→ **Saved data entries**:
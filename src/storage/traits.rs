//! Abstract storage traits for bigcorp.
//!
//! These traits define the contract that storage backends must implement.
//! Stores are only ever reached through a [`Transaction`], so every read and
//! write of one operation shares a single unit of work.
//!
//! Backends are not expected to cascade deletes. Referential integrity is
//! kept by the hierarchy manager, which removes dependents first.

use thiserror::Error;

use crate::captor::{Captor, CaptorId};
use crate::measure::{Measure, MeasureId};
use crate::site::{Site, SiteId};

/// Errors that can occur during storage operations.
#[derive(Debug, Error)]
pub enum StorageError {
    /// Site not found.
    #[error("Site not found: {0}")]
    SiteNotFound(SiteId),

    /// Captor not found.
    #[error("Captor not found: {0}")]
    CaptorNotFound(CaptorId),

    /// Measure not found.
    #[error("Measure not found: {0}")]
    MeasureNotFound(MeasureId),

    /// A row references a parent that does not exist.
    #[error("Integrity violation: {0}")]
    IntegrityViolation(String),

    /// The write conflicts with another one.
    #[error("Write conflict: {0}")]
    Conflict(String),

    /// Backend error.
    #[error("Storage backend error: {0}")]
    BackendError(String),
}

/// Storage trait for Site rows.
pub trait SiteStore {
    /// Get a site by ID. The returned site has no captors attached.
    fn find_by_id(&self, id: &SiteId) -> Result<Option<Site>, StorageError>;

    /// List every site.
    fn find_all(&self) -> Result<Vec<Site>, StorageError>;

    /// Insert or replace a site, assigning an ID if it has none.
    ///
    /// The captor projection is never persisted.
    fn save(&mut self, site: Site) -> Result<Site, StorageError>;

    /// Delete a site. Returns `SiteNotFound` if it does not exist.
    fn delete(&mut self, site: &Site) -> Result<(), StorageError>;

    /// Number of stored sites.
    fn count(&self) -> Result<usize, StorageError>;
}

/// Storage trait for Captor rows, keyed by site.
pub trait CaptorStore {
    /// Get a captor by ID.
    fn find_by_id(&self, id: &CaptorId) -> Result<Option<Captor>, StorageError>;

    /// List every captor.
    fn find_all(&self) -> Result<Vec<Captor>, StorageError>;

    /// List the captors attached to a site.
    fn find_by_site(&self, site_id: &SiteId) -> Result<Vec<Captor>, StorageError>;

    /// Insert or replace a captor, assigning an ID if it has none.
    ///
    /// Replacing a captor with one bound to another site is a `Conflict`.
    fn save(&mut self, captor: Captor) -> Result<Captor, StorageError>;

    /// Delete a captor. Returns `CaptorNotFound` if it does not exist.
    fn delete(&mut self, captor: &Captor) -> Result<(), StorageError>;

    /// Delete every captor of a site, returning how many were removed.
    fn delete_by_site(&mut self, site_id: &SiteId) -> Result<usize, StorageError>;

    /// Number of stored captors.
    fn count(&self) -> Result<usize, StorageError>;
}

/// Storage trait for Measure rows, keyed by captor.
pub trait MeasureStore {
    /// Get a measure by ID.
    fn find_by_id(&self, id: &MeasureId) -> Result<Option<Measure>, StorageError>;

    /// List every measure.
    fn find_all(&self) -> Result<Vec<Measure>, StorageError>;

    /// List the measures of a captor, oldest first.
    fn find_by_captor(&self, captor_id: &CaptorId) -> Result<Vec<Measure>, StorageError>;

    /// Insert or replace a measure, assigning an ID if it has none.
    ///
    /// Replacing a measure with one bound to another captor is a `Conflict`.
    fn save(&mut self, measure: Measure) -> Result<Measure, StorageError>;

    /// Delete a measure. Returns `MeasureNotFound` if it does not exist.
    fn delete(&mut self, measure: &Measure) -> Result<(), StorageError>;

    /// Delete every measure of a captor, returning how many were removed.
    fn delete_by_captor(&mut self, captor_id: &CaptorId) -> Result<usize, StorageError>;

    /// Number of stored measures.
    fn count(&self) -> Result<usize, StorageError>;
}

/// One unit of work spanning the three stores.
///
/// Nothing done through the stores is visible outside the transaction until
/// [`Transaction::commit`] succeeds. Dropping a transaction without committing
/// it rolls it back.
pub trait Transaction {
    /// Site store view of this transaction.
    fn sites(&mut self) -> &mut dyn SiteStore;

    /// Captor store view of this transaction.
    fn captors(&mut self) -> &mut dyn CaptorStore;

    /// Measure store view of this transaction.
    fn measures(&mut self) -> &mut dyn MeasureStore;

    /// Publish every write atomically.
    ///
    /// # Errors
    /// The backend rejected the writes (for example a dangling foreign key).
    /// Nothing is published in that case.
    fn commit(self: Box<Self>) -> Result<(), StorageError>;

    /// Discard every write.
    fn rollback(self: Box<Self>);
}

/// Entry point of a transactional backend.
pub trait TransactionManager: Send + Sync {
    /// Begin a new transaction, blocking on the backend's own locking.
    fn begin(&self) -> Result<Box<dyn Transaction + '_>, StorageError>;
}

→ **Task item**: How many lines in the records hold the string "stored"? Answer with only that number.

→ **Output**: 3